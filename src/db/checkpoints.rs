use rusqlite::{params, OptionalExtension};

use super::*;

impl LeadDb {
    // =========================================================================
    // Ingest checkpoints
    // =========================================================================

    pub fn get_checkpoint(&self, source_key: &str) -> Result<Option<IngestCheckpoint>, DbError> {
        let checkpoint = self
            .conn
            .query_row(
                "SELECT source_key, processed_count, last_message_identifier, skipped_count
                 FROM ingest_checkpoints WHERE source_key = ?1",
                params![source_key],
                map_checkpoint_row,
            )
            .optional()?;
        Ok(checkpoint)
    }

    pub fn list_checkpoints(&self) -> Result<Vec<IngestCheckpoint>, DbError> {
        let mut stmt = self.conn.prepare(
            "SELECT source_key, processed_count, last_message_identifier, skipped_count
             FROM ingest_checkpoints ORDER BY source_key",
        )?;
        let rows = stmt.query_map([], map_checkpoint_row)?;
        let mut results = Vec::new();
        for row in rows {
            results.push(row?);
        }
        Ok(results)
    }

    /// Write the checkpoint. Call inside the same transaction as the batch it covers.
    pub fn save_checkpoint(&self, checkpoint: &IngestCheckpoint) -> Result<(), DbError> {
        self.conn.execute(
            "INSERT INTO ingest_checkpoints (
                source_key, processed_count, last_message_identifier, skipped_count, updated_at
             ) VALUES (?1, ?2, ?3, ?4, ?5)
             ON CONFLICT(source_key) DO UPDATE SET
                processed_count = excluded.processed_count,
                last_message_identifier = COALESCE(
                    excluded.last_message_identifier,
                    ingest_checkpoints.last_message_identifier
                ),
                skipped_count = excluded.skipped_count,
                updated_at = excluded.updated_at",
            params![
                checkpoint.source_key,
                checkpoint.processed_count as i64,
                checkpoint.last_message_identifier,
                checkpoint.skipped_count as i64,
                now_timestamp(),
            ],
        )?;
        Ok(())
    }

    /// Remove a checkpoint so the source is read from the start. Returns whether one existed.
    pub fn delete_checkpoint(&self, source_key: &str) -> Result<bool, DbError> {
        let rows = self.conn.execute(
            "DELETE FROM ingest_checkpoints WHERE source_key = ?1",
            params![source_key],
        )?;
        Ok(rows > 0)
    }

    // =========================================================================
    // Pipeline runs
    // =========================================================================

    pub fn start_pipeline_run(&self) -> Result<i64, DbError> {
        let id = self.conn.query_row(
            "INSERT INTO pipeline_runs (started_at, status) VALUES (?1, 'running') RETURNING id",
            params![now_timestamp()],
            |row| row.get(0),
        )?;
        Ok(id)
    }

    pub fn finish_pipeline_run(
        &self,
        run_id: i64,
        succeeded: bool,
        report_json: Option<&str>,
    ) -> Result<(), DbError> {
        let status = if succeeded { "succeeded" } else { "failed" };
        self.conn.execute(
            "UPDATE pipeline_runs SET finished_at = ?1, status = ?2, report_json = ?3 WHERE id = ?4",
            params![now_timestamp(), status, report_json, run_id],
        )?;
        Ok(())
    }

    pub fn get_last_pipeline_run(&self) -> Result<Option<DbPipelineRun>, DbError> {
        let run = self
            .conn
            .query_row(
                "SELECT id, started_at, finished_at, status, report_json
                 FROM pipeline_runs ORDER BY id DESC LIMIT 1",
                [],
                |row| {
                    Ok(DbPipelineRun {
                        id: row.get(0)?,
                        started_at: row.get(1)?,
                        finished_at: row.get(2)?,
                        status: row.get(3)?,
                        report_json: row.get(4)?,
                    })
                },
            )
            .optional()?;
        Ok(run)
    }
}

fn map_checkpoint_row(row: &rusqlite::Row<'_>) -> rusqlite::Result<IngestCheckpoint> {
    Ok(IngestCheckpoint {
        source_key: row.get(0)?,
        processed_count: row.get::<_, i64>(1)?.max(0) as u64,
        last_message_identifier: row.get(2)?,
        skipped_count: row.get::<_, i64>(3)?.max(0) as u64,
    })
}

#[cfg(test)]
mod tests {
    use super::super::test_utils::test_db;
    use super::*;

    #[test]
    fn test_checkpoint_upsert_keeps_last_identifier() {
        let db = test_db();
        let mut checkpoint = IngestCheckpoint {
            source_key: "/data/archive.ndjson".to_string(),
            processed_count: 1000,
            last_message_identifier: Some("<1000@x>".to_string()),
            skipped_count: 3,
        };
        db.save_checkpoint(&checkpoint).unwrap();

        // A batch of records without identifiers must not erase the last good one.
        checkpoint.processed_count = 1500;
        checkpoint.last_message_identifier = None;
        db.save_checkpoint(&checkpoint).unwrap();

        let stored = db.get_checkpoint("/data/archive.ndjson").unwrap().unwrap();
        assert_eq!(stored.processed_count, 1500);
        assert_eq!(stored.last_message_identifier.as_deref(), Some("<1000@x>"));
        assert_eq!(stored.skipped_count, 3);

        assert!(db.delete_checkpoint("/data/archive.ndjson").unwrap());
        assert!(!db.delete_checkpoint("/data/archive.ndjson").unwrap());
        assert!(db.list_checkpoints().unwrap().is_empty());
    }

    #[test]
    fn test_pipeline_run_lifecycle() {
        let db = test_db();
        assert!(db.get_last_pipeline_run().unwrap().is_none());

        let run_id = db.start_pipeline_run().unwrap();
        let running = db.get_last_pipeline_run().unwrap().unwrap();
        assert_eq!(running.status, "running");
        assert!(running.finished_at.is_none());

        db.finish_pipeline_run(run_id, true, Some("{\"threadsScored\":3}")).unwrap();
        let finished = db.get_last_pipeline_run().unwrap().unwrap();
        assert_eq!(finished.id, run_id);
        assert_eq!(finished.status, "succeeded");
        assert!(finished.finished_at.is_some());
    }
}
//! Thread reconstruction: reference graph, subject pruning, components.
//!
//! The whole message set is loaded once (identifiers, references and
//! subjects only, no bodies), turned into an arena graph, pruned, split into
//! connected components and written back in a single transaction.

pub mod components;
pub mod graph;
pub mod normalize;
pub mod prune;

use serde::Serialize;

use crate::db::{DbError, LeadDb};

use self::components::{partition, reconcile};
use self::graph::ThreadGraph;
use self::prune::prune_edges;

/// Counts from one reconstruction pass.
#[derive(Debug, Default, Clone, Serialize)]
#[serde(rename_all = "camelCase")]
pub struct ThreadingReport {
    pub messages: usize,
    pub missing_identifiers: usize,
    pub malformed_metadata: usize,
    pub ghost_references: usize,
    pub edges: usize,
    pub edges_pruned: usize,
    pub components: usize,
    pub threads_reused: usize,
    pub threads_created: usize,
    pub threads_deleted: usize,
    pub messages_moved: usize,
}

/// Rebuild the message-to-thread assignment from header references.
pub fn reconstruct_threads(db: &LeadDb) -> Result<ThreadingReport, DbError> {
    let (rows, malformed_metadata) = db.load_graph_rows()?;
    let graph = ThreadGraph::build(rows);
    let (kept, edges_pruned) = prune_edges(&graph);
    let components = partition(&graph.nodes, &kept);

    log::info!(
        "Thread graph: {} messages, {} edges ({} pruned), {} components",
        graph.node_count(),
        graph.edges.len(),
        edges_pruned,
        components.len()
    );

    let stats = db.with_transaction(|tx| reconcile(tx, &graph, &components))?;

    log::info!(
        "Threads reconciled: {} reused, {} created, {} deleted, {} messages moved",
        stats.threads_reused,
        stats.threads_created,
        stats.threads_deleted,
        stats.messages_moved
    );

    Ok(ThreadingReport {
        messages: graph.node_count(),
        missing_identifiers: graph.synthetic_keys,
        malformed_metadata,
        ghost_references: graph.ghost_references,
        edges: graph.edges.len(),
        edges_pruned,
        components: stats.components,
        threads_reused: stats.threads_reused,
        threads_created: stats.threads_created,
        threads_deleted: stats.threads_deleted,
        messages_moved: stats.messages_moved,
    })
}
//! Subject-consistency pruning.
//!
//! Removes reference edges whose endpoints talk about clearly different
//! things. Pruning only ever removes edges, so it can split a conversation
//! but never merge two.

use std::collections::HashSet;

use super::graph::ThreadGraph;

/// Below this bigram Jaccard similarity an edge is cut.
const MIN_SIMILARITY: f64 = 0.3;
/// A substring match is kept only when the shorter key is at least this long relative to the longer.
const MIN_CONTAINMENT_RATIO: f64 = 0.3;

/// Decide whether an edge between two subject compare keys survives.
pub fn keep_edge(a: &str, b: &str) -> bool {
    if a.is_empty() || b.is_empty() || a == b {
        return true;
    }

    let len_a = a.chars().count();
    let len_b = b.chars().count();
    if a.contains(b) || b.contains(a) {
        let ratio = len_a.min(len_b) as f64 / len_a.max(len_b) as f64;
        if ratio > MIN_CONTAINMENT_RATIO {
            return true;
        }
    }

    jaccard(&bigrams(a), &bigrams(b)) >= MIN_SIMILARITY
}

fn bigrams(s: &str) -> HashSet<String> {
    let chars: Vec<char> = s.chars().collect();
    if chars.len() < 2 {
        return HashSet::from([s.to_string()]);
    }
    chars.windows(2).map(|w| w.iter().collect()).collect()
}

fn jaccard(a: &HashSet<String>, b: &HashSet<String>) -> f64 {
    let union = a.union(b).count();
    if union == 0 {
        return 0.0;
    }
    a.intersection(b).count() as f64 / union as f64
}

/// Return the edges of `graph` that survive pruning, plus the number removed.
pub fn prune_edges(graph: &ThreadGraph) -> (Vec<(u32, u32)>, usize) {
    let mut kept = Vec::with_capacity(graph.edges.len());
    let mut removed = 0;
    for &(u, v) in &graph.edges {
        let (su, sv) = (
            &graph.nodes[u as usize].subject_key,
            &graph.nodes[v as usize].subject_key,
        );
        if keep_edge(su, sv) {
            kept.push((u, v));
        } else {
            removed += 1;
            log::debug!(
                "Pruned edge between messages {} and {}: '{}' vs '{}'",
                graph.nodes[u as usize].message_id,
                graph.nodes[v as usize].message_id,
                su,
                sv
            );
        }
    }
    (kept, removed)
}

* * *

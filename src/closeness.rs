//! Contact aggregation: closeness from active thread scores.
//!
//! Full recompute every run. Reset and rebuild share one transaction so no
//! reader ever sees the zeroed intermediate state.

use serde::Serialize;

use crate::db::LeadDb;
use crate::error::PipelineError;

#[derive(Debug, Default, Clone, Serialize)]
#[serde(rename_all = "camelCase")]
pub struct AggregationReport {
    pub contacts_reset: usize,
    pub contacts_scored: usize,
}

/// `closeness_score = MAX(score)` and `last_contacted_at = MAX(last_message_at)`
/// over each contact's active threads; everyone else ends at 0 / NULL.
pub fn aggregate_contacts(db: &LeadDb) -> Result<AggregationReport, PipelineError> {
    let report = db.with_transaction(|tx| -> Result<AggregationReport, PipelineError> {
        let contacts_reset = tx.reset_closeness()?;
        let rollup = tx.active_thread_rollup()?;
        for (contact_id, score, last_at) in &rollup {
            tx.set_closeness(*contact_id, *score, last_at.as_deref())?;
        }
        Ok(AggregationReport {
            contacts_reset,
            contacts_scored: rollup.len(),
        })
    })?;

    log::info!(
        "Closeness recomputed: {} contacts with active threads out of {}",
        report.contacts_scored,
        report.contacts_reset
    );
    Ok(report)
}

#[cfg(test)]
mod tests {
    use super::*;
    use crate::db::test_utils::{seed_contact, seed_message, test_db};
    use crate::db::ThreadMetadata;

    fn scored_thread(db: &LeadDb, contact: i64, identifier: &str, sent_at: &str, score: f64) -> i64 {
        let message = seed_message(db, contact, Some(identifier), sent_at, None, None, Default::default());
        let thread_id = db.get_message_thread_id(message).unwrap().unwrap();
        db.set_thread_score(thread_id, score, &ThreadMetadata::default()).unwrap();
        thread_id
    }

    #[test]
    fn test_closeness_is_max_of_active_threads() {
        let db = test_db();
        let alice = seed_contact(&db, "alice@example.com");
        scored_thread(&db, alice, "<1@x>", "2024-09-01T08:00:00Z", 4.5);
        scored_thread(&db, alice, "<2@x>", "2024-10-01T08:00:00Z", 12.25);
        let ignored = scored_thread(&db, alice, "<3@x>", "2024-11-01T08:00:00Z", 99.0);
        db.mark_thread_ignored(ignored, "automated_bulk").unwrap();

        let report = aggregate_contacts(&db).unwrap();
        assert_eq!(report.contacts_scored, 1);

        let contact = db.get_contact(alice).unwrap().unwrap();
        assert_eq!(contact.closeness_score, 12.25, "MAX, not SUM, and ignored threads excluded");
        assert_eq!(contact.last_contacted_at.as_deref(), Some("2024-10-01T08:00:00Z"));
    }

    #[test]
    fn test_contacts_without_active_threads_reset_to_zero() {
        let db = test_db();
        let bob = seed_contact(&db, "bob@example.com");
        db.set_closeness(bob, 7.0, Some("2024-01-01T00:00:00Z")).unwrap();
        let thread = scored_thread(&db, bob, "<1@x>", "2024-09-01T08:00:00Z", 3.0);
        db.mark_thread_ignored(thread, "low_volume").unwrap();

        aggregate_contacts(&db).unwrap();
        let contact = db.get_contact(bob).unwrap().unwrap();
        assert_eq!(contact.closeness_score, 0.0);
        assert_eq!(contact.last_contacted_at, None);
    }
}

◆ **Work order**: Please return each line of the data above in which the word "between" occurs.

◆ **Written reply**:
/// Decide whether an edge between two subject compare keys survives.
                "Pruned edge between messages {} and {}: '{}' vs '{}'",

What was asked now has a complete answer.